By now 2022 has not brought good news to stock traders. Stocks in US have been plunging. Nasdaq is down nearly 25% in 2022. On the other hand, S&P is on a 6-week down, nearly down 16% below all time high.

Understanding US Inflation in 2022

Inflation in the US reached 8.5% which is a 41 years high. This caused a rise in the Consumer Price Index. It led to rise in price for almost every commodity. The causes of inflation in the US happened because of COVID-19. The second was due to the war between Russia and Ukraine.

COVID-19 compelled the government to begin with the ‘American Rescue Plan’. They supplied $1.9 trillion into the economy. Further, COVID-19 hampered the supply chain leading to shortage of goods. The imbalance of the demand and supply led to the rise in price of goods.

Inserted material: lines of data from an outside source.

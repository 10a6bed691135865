//! Execution metadata derived from a finished run.
//!
//! Timestamps and total duration are always populated. Everything else is
//! opt-in through the execution flags, and each field depends only on its
//! own flag.

use crate::graph::{DagSpec, DataId};
use crate::module::ModuleStatus;
use crate::runtime::{ExecutionOptions, RunState};
use chrono::{DateTime, Utc};
use std::collections::{BTreeMap, BTreeSet, VecDeque};
use std::time::Duration;

/// How a data node's value was obtained
#[derive(Debug, Clone, Copy, PartialEq, Eq)]
pub enum ResolutionSource {
    /// Provided directly as an input
    FromInput,
    /// Resolved manually at resume time
    FromManualResolution,
    /// Produced by a module firing
    FromModuleExecution,
}

/// Report attached to a completed, suspended, or failed run.
#[derive(Debug, Clone)]
pub struct ExecutionMetadata {
    pub started_at: DateTime<Utc>,
    pub completed_at: DateTime<Utc>,
    /// `completed_at - started_at` at nanosecond precision
    pub total_duration: Duration,
    /// Per-module latency, `Fired` modules only
    pub node_timings: Option<BTreeMap<String, Duration>>,
    /// Data name to value source: `"<input>"`, `"<inline-transform>"`, or
    /// the producing module's name
    pub provenance: Option<BTreeMap<String, String>>,
    /// Missing input name to every downstream node name it blocks
    pub blocked_graph: Option<BTreeMap<String, Vec<String>>>,
    pub resolution_sources: Option<BTreeMap<String, ResolutionSource>>,
}

/// Build metadata from a final run state.
pub fn build_metadata(
    state: &RunState,
    dag: &DagSpec,
    options: &ExecutionOptions,
    started_at: DateTime<Utc>,
    completed_at: DateTime<Utc>,
    input_names: &BTreeSet<String>,
    resolved_names: &BTreeSet<String>,
) -> ExecutionMetadata {
    let total_duration = (completed_at - started_at)
        .to_std()
        .unwrap_or(Duration::ZERO);

    let node_timings = options.include_timings.then(|| {
        state
            .statuses()
            .into_iter()
            .filter_map(|(id, status)| match status {
                ModuleStatus::Fired { latency, .. } => {
                    // Defensive fallback for state/graph mismatches: the
                    // raw UUID keys the entry
                    let key = dag
                        .modules
                        .get(&id)
                        .map_or_else(|| id.to_string(), |spec| spec.metadata.name.clone());
                    Some((key, latency))
                }
                _ => None,
            })
            .collect()
    });

    let provenance = options.include_provenance.then(|| {
        let mut sources = BTreeMap::new();
        for (id, _) in state.resolved_values() {
            // Nodes present in state but absent from the graph are
            // silently skipped
            let Some(node) = dag.data.get(&id) else {
                continue;
            };
            let source = if let Some(producer) = dag.producer_of(id) {
                dag.modules
                    .get(&producer)
                    .map_or_else(|| producer.to_string(), |spec| spec.metadata.name.clone())
            } else if node.is_derived() {
                "<inline-transform>".to_string()
            } else {
                "<input>".to_string()
            };
            sources.insert(node.name.clone(), source);
        }
        sources
    });

    let blocked_graph = options
        .include_blocked_graph
        .then(|| build_blocked_graph(state, dag));

    let resolution_sources = options.include_resolution_sources.then(|| {
        let mut sources = BTreeMap::new();
        for (id, _) in state.resolved_values() {
            let Some(node) = dag.data.get(&id) else {
                continue;
            };
            // Manual resolution wins over input when a name appears in
            // both sets
            let source = if resolved_names.contains(&node.name) {
                ResolutionSource::FromManualResolution
            } else if input_names.contains(&node.name) {
                ResolutionSource::FromInput
            } else if dag.producer_of(id).is_some() {
                ResolutionSource::FromModuleExecution
            } else {
                continue;
            };
            sources.insert(node.name.clone(), source);
        }
        sources
    });

    ExecutionMetadata {
        started_at,
        completed_at,
        total_duration,
        node_timings,
        provenance,
        blocked_graph,
        resolution_sources,
    }
}

/// Every unresolved user input mapped to the node names transitively
/// blocked behind it, through both module edges and transform inputs.
fn build_blocked_graph(state: &RunState, dag: &DagSpec) -> BTreeMap<String, Vec<String>> {
    let mut blocked = BTreeMap::new();
    for input_id in dag.user_input_ids() {
        if state.is_resolved(input_id) {
            continue;
        }
        let Some(input_node) = dag.data.get(&input_id) else {
            continue;
        };

        let mut downstream: BTreeSet<String> = BTreeSet::new();
        let mut frontier: VecDeque<DataId> = VecDeque::from([input_id]);
        let mut visited: BTreeSet<DataId> = BTreeSet::from([input_id]);

        while let Some(current) = frontier.pop_front() {
            // Through modules consuming this node
            for module in dag.consumers_of(current) {
                for (m, produced) in &dag.out_edges {
                    if *m == module && visited.insert(*produced) {
                        if let Some(node) = dag.data.get(produced) {
                            downstream.insert(node.name.clone());
                        }
                        frontier.push_back(*produced);
                    }
                }
            }
            // Through derived nodes referencing this node
            for (id, node) in &dag.data {
                if node.transform_inputs.values().any(|input| *input == current)
                    && visited.insert(*id)
                {
                    downstream.insert(node.name.clone());
                    frontier.push_back(*id);
                }
            }
        }

        blocked.insert(input_node.name.clone(), downstream.into_iter().collect());
    }
    blocked
}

Further, war between Ukraine and Russia led to shortage of oil and natural gas. Since both the countries are a huge source of natural gas, shortage of oil led to further rise in price of the goods.

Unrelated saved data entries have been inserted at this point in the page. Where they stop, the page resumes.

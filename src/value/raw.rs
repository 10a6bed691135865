//! Specialized unboxed value representation for the inline-transform
//! evaluator.
//!
//! `RawValue` mirrors `CValue` but strips the per-value type annotations and
//! unboxes homogeneous primitive lists into flat arrays. Conversion back to
//! `CValue` therefore requires the target `CType`.
//!
//! Invariant: `RawValue::Product` stores field values in ascending
//! field-name order of the product's type structure. Index *i* is the value
//! for the *i*-th sorted field name.

use super::codec::{CodecError, CodecResult};
use super::{CType, CValue};
use std::collections::BTreeMap;

/// Unboxed value used inside the transform evaluator.
#[derive(Debug, Clone, PartialEq)]
pub enum RawValue {
    Int(i64),
    Float(f64),
    Str(String),
    Bool(bool),
    /// Unboxed `List<Int>`
    IntList(Vec<i64>),
    /// Unboxed `List<Float>`
    FloatList(Vec<f64>),
    /// Unboxed `List<String>`
    StringList(Vec<String>),
    /// Unboxed `List<Boolean>`
    BoolList(Vec<bool>),
    /// Generic list for non-primitive element types
    List(Vec<RawValue>),
    /// Key/value pair array
    Map(Vec<(RawValue, RawValue)>),
    /// Field values in sorted-field-name order
    Product(Vec<RawValue>),
    Union {
        tag: String,
        inner: Box<RawValue>,
    },
    Some(Box<RawValue>),
    None,
}

fn int_items(items: &[CValue]) -> Option<Vec<i64>> {
    items.iter().map(CValue::as_int).collect()
}

fn float_items(items: &[CValue]) -> Option<Vec<f64>> {
    items.iter().map(CValue::as_float).collect()
}

fn string_items(items: &[CValue]) -> Option<Vec<String>> {
    items
        .iter()
        .map(|v| v.as_str().map(ToString::to_string))
        .collect()
}

fn bool_items(items: &[CValue]) -> Option<Vec<bool>> {
    items.iter().map(CValue::as_bool).collect()
}

impl RawValue {
    /// Kind name used in conversion error messages
    pub fn kind(&self) -> &'static str {
        match self {
            RawValue::Int(_) => "Int",
            RawValue::Float(_) => "Float",
            RawValue::Str(_) => "String",
            RawValue::Bool(_) => "Boolean",
            RawValue::IntList(_)
            | RawValue::FloatList(_)
            | RawValue::StringList(_)
            | RawValue::BoolList(_)
            | RawValue::List(_) => "List",
            RawValue::Map(_) => "Map",
            RawValue::Product(_) => "Product",
            RawValue::Union { .. } => "Union",
            RawValue::Some(_) => "Some",
            RawValue::None => "None",
        }
    }

    /// Lower a `CValue` into its raw form, selecting unboxed list variants
    /// for homogeneous primitive lists.
    pub fn from_cvalue(value: &CValue) -> RawValue {
        match value {
            CValue::String(s) => RawValue::Str(s.clone()),
            CValue::Int(i) => RawValue::Int(*i),
            CValue::Float(x) => RawValue::Float(*x),
            CValue::Boolean(b) => RawValue::Bool(*b),
            CValue::List {
                items,
                element_type,
            } => Self::from_list(items, element_type),
            CValue::Map { entries, .. } => RawValue::Map(
                entries
                    .iter()
                    .map(|(k, v)| (Self::from_cvalue(k), Self::from_cvalue(v)))
                    .collect(),
            ),
            // BTreeMap iteration is ascending by field name, which is
            // exactly the Product ordering invariant.
            CValue::Product { fields, .. } => {
                RawValue::Product(fields.values().map(Self::from_cvalue).collect())
            }
            CValue::Union {
                inner, union_tag, ..
            } => RawValue::Union {
                tag: union_tag.clone(),
                inner: Box::new(Self::from_cvalue(inner)),
            },
            CValue::Some { inner, .. } => RawValue::Some(Box::new(Self::from_cvalue(inner))),
            CValue::None { .. } => RawValue::None,
        }
    }

    fn from_list(items: &[CValue], element_type: &CType) -> RawValue {
        let specialized = match element_type {
            CType::Int => int_items(items).map(RawValue::IntList),
            CType::Float => float_items(items).map(RawValue::FloatList),
            CType::String => string_items(items).map(RawValue::StringList),
            CType::Boolean => bool_items(items).map(RawValue::BoolList),
            _ => None,
        };
        specialized
            .unwrap_or_else(|| RawValue::List(items.iter().map(Self::from_cvalue).collect()))
    }

    /// Raise this raw value back to a typed `CValue` under `ty`.
    pub fn into_cvalue(self, ty: &CType) -> CodecResult<CValue> {
        match (self, ty) {
            (RawValue::Str(s), CType::String) => Ok(CValue::String(s)),
            (RawValue::Int(i), CType::Int) => Ok(CValue::Int(i)),
            (RawValue::Float(x), CType::Float) => Ok(CValue::Float(x)),
            (RawValue::Bool(b), CType::Boolean) => Ok(CValue::Boolean(b)),

            (RawValue::IntList(xs), CType::List(elem)) if **elem == CType::Int => {
                Ok(CValue::List {
                    items: xs.into_iter().map(CValue::Int).collect(),
                    element_type: CType::Int,
                })
            }
            (RawValue::FloatList(xs), CType::List(elem)) if **elem == CType::Float => {
                Ok(CValue::List {
                    items: xs.into_iter().map(CValue::Float).collect(),
                    element_type: CType::Float,
                })
            }
            (RawValue::StringList(xs), CType::List(elem)) if **elem == CType::String => {
                Ok(CValue::List {
                    items: xs.into_iter().map(CValue::String).collect(),
                    element_type: CType::String,
                })
            }
            (RawValue::BoolList(xs), CType::List(elem)) if **elem == CType::Boolean => {
                Ok(CValue::List {
                    items: xs.into_iter().map(CValue::Boolean).collect(),
                    element_type: CType::Boolean,
                })
            }
            (RawValue::List(items), CType::List(elem)) => Ok(CValue::List {
                items: items
                    .into_iter()
                    .map(|item| item.into_cvalue(elem))
                    .collect::<CodecResult<Vec<_>>>()?,
                element_type: (**elem).clone(),
            }),

            (RawValue::Map(pairs), CType::Map(kt, vt)) => Ok(CValue::Map {
                entries: pairs
                    .into_iter()
                    .map(|(k, v)| Ok((k.into_cvalue(kt)?, v.into_cvalue(vt)?)))
                    .collect::<CodecResult<Vec<_>>>()?,
                key_type: (**kt).clone(),
                value_type: (**vt).clone(),
            }),

            (RawValue::Product(values), CType::Product(structure)) => {
                if values.len() != structure.len() {
                    return Err(CodecError::Message(format!(
                        "product arity mismatch: expected {} fields, got {}",
                        structure.len(),
                        values.len()
                    )));
                }
                let mut fields = BTreeMap::new();
                for ((name, field_ty), value) in structure.iter().zip(values) {
                    fields.insert(name.clone(), value.into_cvalue(field_ty)?);
                }
                Ok(CValue::Product {
                    fields,
                    structure: structure.clone(),
                })
            }

            (RawValue::Union { tag, inner }, CType::Union(variants)) => {
                let Some(inner_ty) = variants.get(&tag) else {
                    return Err(CodecError::Message(format!(
                        "unknown union tag '{tag}'"
                    )));
                };
                let inner = inner.into_cvalue(inner_ty)?;
                CValue::union(variants.clone(), tag, inner).map_err(CodecError::from)
            }

            (RawValue::Some(inner), CType::Optional(inner_ty)) => {
                Ok(CValue::some(inner.into_cvalue(inner_ty)?))
            }
            (RawValue::None, CType::Optional(inner_ty)) => {
                Ok(CValue::none((**inner_ty).clone()))
            }

            (raw, ty) => Err(CodecError::KindMismatch {
                expected: ty.to_string(),
                got: raw.kind().to_string(),
            }),
        }
    }

    /// Materialize list contents as generic raw elements, regardless of the
    /// stored specialization.
    pub fn list_items(&self) -> Option<Vec<RawValue>> {
        match self {
            RawValue::IntList(xs) => Some(xs.iter().copied().map(RawValue::Int).collect()),
            RawValue::FloatList(xs) => Some(xs.iter().copied().map(RawValue::Float).collect()),
            RawValue::StringList(xs) => {
                Some(xs.iter().cloned().map(RawValue::Str).collect())
            }
            RawValue::BoolList(xs) => Some(xs.iter().copied().map(RawValue::Bool).collect()),
            RawValue::List(items) => Some(items.clone()),
            _ => None,
        }
    }

    /// Repack generic list elements, restoring a specialization when every
    /// element is the same primitive kind.
    pub fn repack_list(items: Vec<RawValue>) -> RawValue {
        if !items.is_empty() {
            if items.iter().all(|v| matches!(v, RawValue::Int(_))) {
                return RawValue::IntList(
                    items
                        .into_iter()
                        .map(|v| match v {
                            RawValue::Int(i) => i,
                            _ => unreachable!(),
                        })
                        .collect(),
                );
            }
            if items.iter().all(|v| matches!(v, RawValue::Bool(_))) {
                return RawValue::BoolList(
                    items
                        .into_iter()
                        .map(|v| match v {
                            RawValue::Bool(b) => b,
                            _ => unreachable!(),
                        })
                        .collect(),
                );
            }
            if items.iter().all(|v| matches!(v, RawValue::Float(_))) {
                return RawValue::FloatList(
                    items
                        .into_iter()
                        .map(|v| match v {
                            RawValue::Float(x) => x,
                            _ => unreachable!(),
                        })
                        .collect(),
                );
            }
            if items.iter().all(|v| matches!(v, RawValue::Str(_))) {
                return RawValue::StringList(
                    items
                        .into_iter()
                        .map(|v| match v {
                            RawValue::Str(s) => s,
                            _ => unreachable!(),
                        })
                        .collect(),
                );
            }
        }
        RawValue::List(items)
    }

    /// Borrow the boolean payload
    pub fn as_bool(&self) -> Option<bool> {
        match self {
            RawValue::Bool(b) => Some(*b),
            _ => None,
        }
    }

    /// Borrow the string payload
    pub fn as_str(&self) -> Option<&str> {
        match self {
            RawValue::Str(s) => Some(s.as_str()),
            _ => None,
        }
    }
}

#[cfg(test)]
mod tests {
    use super::*;

    #[test]
    fn test_int_list_specializes() {
        let list = CValue::list(CType::Int, vec![CValue::int(1), CValue::int(2)]).unwrap();
        assert_eq!(RawValue::from_cvalue(&list), RawValue::IntList(vec![1, 2]));
    }

    #[test]
    fn test_nested_list_stays_generic() {
        let inner = CValue::list(CType::Int, vec![CValue::int(1)]).unwrap();
        let list = CValue::list(CType::list(CType::Int), vec![inner]).unwrap();
        match RawValue::from_cvalue(&list) {
            RawValue::List(items) => assert_eq!(items, vec![RawValue::IntList(vec![1])]),
            other => panic!("expected generic list, got {other:?}"),
        }
    }

    #[test]
    fn test_product_is_sorted_field_order() {
        let structure = CType::product([("b", CType::String), ("a", CType::Int)]);
        let CType::Product(structure) = structure else {
            unreachable!()
        };
        let mut fields = BTreeMap::new();
        fields.insert("b".to_string(), CValue::str("bee"));
        fields.insert("a".to_string(), CValue::int(1));
        let product = CValue::product(structure, fields).unwrap();

        // "a" sorts before "b"
        assert_eq!(
            RawValue::from_cvalue(&product),
            RawValue::Product(vec![RawValue::Int(1), RawValue::Str("bee".to_string())])
        );
    }

    #[test]
    fn test_round_trip_through_raw() {
        let mut variants = BTreeMap::new();
        variants.insert("num".to_string(), CType::Int);
        variants.insert("txt".to_string(), CType::String);
        let value = CValue::union(variants, "txt", CValue::str("hello")).unwrap();

        let ty = value.ctype();
        let raw = RawValue::from_cvalue(&value);
        assert_eq!(raw.into_cvalue(&ty).unwrap(), value);
    }

    #[test]
    fn test_into_cvalue_rejects_kind_mismatch() {
        let err = RawValue::Int(3).into_cvalue(&CType::String).unwrap_err();
        let msg = err.to_string();
        assert!(msg.contains("expected String"), "{msg}");
        assert!(msg.contains("got Int"), "{msg}");
    }

    #[test]
    fn test_repack_restores_specialization() {
        let repacked = RawValue::repack_list(vec![RawValue::Int(1), RawValue::Int(2)]);
        assert_eq!(repacked, RawValue::IntList(vec![1, 2]));

        let mixed = RawValue::repack_list(vec![RawValue::Int(1), RawValue::Str("x".into())]);
        assert!(matches!(mixed, RawValue::List(_)));
    }
}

Stocks Situation in US 2022

Reasons why US Stocks have been dipping in 2022

The main reason for this is due to high inflation in the US. But isn’t inflation supposed to be good for the stock market? Usually when a country has inflation, economy also grows and stocks rise too. So what is causing the stocks in US to slide even though the inflation (in 41 years) is an all time high?

Situation of Stagflation in the US

When prices continue to rise but there is very little growth, a situation of stagflation occurs in the country. The same has been experienced by the US. This makes the share market volatile and market bearish.

It is the time when investors and stock traders back out. Hence, many of the US stocks have been dipping.

Less Reliability on Product Based Stocks in US

When prices rise, input prices rise too. This leads to not only reduction of revenue but profitability as well. Hence, businesses that relies too much on raw material are hit the most. Companies whose products are cost-intensive become less favourite stocks for investors.

The question is simple. Why would any investor put their money into a company which does not yield high returns?

High Interest Rates from the Central Bank

To solve the situation of inflation, the government will surely increase the interest rate. Since the tools to combat inflation will reduce the economic growth, the investors are taking away the money before the value dips further.

It is said that any rise in interest rate would increase the operating cost of the company. Any company which is already fuelled with debt will decrease further.

Effects of Quantitative Easing on Stocks in US

Federal Reserve throughout the pandemic kept the interest rate at 0. The Fed went into a policy called Quantitative Easing. QE at this point looks a very controversial move. They increased the money supply by buying billions of mortgage-backed securities and government bonds each month.

This move boosted the economy. It helped in recovering the economy during the pandemic. But this move also helped in boosting asset risk stocks like tech.

Considering now that the supply of free money is over. Tech companies are worried that we might see another dot-com bubble.

Involvement of Discounted Cash Flow

Discounted Cash Flow is usually the forte of PhD in Finance and Investment Bankers. DCF are used in investment decisions and small business valuations. It is a method of valuation used to determine the value of investments based on its returns and future cash flows.

DCF analysis attempts to figure out the value of an investment today, based on projections of how much money it will generate in the future.

Investopedia

For the discount rate, analysts typically use WACC. WACC stands for weighed average cost of capital. It focuses on the return that investors expect from the investment. The return on investment is expected to be more than WACC. If investors anticipate that the return will not be good enough, they withdraw from the stocks.

Tech stocks are especially hit the hardest due to DCF analysis. It is usually not because of the profitability but because of the growth potential.

In 2022, investors have withdrawn $1.1 billion from the technology stocks. It is the biggest withdrawals of the year. This is one of the reasons why Meta, Google, Amazon, Snap, Netflix, etc. shares are down from sometime. Even though investors love tech stocks but in such situations, they withdraw and do not take risks. True face of capitulation.